▸ Task to carry out:
Repeat only the stretch of lines below that runs from the line with "within a cart." through the line with "let content = std::fs::read_to_string(path)", unaltered.

▸ Given records:
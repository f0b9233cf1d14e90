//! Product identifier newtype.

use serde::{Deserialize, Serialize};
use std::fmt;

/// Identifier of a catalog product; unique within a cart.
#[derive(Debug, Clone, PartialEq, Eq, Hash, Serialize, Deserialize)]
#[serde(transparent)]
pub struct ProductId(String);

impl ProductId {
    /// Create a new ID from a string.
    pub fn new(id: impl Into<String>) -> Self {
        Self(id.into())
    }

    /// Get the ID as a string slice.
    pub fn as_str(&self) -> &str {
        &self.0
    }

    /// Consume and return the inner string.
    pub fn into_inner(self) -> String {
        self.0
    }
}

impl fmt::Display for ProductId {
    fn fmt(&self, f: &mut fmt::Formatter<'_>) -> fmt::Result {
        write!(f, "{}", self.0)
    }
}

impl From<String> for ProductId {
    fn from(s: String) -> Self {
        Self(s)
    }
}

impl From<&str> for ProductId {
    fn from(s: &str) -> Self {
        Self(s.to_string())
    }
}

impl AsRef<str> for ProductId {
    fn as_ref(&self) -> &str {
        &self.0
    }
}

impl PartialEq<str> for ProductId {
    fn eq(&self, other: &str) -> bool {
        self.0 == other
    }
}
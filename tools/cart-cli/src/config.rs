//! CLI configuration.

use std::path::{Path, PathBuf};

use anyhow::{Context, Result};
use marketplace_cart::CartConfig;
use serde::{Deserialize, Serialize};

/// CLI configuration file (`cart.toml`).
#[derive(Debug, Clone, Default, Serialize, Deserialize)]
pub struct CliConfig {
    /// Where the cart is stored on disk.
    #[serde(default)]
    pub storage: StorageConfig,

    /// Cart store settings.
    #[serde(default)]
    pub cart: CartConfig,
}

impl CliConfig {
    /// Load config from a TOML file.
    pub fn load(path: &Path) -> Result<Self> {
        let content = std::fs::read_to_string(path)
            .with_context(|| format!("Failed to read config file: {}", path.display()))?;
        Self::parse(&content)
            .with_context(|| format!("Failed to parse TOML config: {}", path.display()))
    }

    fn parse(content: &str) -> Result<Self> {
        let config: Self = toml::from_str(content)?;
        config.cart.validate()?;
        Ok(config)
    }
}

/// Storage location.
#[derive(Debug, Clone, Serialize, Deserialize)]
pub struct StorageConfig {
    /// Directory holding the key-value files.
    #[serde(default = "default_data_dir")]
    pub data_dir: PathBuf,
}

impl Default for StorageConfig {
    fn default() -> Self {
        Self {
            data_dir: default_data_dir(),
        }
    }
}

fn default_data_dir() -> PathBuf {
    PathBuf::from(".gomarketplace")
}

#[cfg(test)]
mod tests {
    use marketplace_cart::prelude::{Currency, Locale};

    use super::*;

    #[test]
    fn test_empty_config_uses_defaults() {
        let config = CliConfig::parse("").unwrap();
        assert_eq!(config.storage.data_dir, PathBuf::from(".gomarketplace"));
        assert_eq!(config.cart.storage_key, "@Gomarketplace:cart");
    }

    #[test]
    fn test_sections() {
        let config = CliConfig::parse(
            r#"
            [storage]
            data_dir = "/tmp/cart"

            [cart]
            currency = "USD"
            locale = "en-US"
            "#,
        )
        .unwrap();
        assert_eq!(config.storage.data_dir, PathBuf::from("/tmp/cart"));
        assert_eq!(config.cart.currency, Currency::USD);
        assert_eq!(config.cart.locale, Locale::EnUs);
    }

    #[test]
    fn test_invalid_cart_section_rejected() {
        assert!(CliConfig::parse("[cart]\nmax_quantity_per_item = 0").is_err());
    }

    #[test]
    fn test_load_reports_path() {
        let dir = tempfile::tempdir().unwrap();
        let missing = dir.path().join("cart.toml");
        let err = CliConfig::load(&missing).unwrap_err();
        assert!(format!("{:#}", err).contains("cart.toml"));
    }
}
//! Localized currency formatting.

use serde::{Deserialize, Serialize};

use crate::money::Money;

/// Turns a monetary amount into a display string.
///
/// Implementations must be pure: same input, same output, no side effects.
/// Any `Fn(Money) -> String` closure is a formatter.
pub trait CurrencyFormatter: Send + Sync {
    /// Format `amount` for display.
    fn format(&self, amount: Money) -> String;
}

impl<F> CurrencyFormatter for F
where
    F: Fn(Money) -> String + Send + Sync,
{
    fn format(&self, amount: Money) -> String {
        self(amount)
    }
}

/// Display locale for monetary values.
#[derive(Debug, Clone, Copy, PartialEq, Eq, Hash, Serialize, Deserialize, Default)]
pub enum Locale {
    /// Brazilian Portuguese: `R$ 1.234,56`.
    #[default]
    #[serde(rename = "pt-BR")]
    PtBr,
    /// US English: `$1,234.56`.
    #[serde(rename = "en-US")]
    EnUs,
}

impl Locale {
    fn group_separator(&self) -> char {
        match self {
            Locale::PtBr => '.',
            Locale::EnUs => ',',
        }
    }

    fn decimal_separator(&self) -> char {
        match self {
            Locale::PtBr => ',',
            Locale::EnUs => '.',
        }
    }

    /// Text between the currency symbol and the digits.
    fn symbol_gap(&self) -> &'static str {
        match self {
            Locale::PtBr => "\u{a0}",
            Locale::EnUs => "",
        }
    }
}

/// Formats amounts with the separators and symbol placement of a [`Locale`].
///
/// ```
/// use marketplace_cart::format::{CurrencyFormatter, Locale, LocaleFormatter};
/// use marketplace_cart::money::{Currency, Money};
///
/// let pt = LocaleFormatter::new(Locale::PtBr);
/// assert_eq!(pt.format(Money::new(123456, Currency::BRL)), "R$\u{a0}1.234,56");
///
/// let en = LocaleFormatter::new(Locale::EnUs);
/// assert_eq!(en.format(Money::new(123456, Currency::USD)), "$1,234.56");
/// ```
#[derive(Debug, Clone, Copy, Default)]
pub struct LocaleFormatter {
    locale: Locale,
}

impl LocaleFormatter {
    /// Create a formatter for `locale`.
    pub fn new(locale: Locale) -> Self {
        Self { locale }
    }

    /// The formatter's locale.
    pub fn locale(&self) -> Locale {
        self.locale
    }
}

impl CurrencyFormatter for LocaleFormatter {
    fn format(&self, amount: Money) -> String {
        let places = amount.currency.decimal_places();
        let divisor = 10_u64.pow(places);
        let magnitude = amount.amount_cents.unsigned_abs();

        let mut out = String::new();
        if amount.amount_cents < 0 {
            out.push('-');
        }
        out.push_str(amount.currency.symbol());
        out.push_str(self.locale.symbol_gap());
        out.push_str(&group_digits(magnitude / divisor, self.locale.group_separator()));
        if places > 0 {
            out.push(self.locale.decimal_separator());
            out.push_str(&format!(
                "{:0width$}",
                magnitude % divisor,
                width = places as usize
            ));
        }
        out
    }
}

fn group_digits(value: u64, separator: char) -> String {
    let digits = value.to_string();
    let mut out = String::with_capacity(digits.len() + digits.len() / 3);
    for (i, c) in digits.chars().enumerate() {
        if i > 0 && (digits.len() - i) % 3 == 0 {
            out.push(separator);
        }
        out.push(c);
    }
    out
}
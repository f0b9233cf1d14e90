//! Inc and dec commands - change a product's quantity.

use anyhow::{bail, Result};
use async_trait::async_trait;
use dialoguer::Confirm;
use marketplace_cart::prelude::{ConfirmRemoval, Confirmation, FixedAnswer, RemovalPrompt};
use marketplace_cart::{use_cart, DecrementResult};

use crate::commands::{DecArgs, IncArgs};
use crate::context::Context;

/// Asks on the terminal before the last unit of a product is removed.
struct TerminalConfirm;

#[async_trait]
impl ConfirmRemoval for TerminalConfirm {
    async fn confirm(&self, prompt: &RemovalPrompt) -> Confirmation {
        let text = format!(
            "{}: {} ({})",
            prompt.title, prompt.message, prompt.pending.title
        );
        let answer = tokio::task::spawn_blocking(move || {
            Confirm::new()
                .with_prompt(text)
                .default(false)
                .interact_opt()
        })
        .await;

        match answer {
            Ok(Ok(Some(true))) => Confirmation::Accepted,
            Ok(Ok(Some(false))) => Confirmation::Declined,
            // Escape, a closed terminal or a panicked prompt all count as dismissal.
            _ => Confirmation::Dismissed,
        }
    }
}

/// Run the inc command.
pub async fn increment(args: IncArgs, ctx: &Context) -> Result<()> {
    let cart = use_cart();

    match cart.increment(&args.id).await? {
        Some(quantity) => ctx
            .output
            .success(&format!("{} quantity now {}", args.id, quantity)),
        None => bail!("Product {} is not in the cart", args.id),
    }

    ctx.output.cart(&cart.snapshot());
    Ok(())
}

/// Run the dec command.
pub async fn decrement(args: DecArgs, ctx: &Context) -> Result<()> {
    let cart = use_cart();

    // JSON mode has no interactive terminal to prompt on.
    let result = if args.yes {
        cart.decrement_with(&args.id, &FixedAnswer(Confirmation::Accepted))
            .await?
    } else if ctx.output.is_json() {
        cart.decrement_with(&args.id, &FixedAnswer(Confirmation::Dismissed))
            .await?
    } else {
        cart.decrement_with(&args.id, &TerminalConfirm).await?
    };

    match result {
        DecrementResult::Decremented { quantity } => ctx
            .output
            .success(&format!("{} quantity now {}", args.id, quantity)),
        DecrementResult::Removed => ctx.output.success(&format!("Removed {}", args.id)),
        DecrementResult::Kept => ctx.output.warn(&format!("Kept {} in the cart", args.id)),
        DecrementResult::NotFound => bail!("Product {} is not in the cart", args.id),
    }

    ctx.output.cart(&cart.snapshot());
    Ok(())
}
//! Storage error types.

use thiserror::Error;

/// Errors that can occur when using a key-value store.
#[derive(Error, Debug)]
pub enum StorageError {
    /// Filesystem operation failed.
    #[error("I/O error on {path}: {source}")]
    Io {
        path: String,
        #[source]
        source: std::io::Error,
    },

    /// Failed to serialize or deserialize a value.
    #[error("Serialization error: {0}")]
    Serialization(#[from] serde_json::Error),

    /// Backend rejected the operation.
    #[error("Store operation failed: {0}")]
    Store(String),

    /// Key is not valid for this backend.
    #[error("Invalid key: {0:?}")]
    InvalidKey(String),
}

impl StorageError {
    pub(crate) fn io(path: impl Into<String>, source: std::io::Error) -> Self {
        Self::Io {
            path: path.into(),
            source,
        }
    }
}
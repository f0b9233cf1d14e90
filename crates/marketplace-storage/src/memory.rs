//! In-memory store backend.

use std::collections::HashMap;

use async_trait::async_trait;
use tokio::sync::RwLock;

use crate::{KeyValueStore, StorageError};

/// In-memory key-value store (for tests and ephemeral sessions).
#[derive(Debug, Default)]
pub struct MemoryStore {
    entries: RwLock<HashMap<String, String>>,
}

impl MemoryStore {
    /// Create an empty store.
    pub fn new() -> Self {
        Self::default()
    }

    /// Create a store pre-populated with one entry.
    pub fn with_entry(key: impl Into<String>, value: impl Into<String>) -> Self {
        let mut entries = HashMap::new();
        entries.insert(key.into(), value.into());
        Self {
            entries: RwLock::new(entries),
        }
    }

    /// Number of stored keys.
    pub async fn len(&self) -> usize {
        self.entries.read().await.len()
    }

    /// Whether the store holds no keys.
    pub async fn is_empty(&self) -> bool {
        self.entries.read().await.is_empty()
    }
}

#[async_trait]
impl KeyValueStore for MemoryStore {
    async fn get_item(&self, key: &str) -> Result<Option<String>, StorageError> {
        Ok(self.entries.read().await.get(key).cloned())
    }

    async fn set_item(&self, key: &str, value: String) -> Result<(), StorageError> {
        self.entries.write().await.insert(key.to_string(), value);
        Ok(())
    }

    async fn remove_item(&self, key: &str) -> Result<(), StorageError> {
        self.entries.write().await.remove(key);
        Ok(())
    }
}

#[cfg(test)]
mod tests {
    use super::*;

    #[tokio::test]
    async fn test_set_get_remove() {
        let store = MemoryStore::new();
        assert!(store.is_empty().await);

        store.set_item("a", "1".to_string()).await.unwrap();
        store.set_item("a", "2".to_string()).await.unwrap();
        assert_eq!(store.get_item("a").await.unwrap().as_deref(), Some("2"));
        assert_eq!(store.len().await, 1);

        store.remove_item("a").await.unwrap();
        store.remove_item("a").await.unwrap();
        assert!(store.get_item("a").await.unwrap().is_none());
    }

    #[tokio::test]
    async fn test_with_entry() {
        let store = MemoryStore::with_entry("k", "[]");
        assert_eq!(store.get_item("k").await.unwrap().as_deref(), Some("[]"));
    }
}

▸ Answer for this exercise:
/// Identifier of a catalog product; unique within a cart.
#[derive(Debug, Clone, PartialEq, Eq, Hash, Serialize, Deserialize)]
#[serde(transparent)]
pub struct ProductId(String);

impl ProductId {
    /// Create a new ID from a string.
    pub fn new(id: impl Into<String>) -> Self {
        Self(id.into())
    }

    /// Get the ID as a string slice.
    pub fn as_str(&self) -> &str {
        &self.0
    }

    /// Consume and return the inner string.
    pub fn into_inner(self) -> String {
        self.0
    }
}

impl fmt::Display for ProductId {
    fn fmt(&self, f: &mut fmt::Formatter<'_>) -> fmt::Result {
        write!(f, "{}", self.0)
    }
}

impl From<String> for ProductId {
    fn from(s: String) -> Self {
        Self(s)
    }
}

impl From<&str> for ProductId {
    fn from(s: &str) -> Self {
        Self(s.to_string())
    }
}

impl AsRef<str> for ProductId {
    fn as_ref(&self) -> &str {
        &self.0
    }
}

impl PartialEq<str> for ProductId {
    fn eq(&self, other: &str) -> bool {
        self.0 == other
    }
}
filename tools/cart-cli/src/config.rs
//! CLI configuration.

use std::path::{Path, PathBuf};

use anyhow::{Context, Result};
use marketplace_cart::CartConfig;
use serde::{Deserialize, Serialize};

/// CLI configuration file (`cart.toml`).
#[derive(Debug, Clone, Default, Serialize, Deserialize)]
pub struct CliConfig {
    /// Where the cart is stored on disk.
    #[serde(default)]
    pub storage: StorageConfig,

    /// Cart store settings.
    #[serde(default)]
    pub cart: CartConfig,
}

impl CliConfig {
    /// Load config from a TOML file.
    pub fn load(path: &Path) -> Result<Self> {
        let content = std::fs::read_to_string(path)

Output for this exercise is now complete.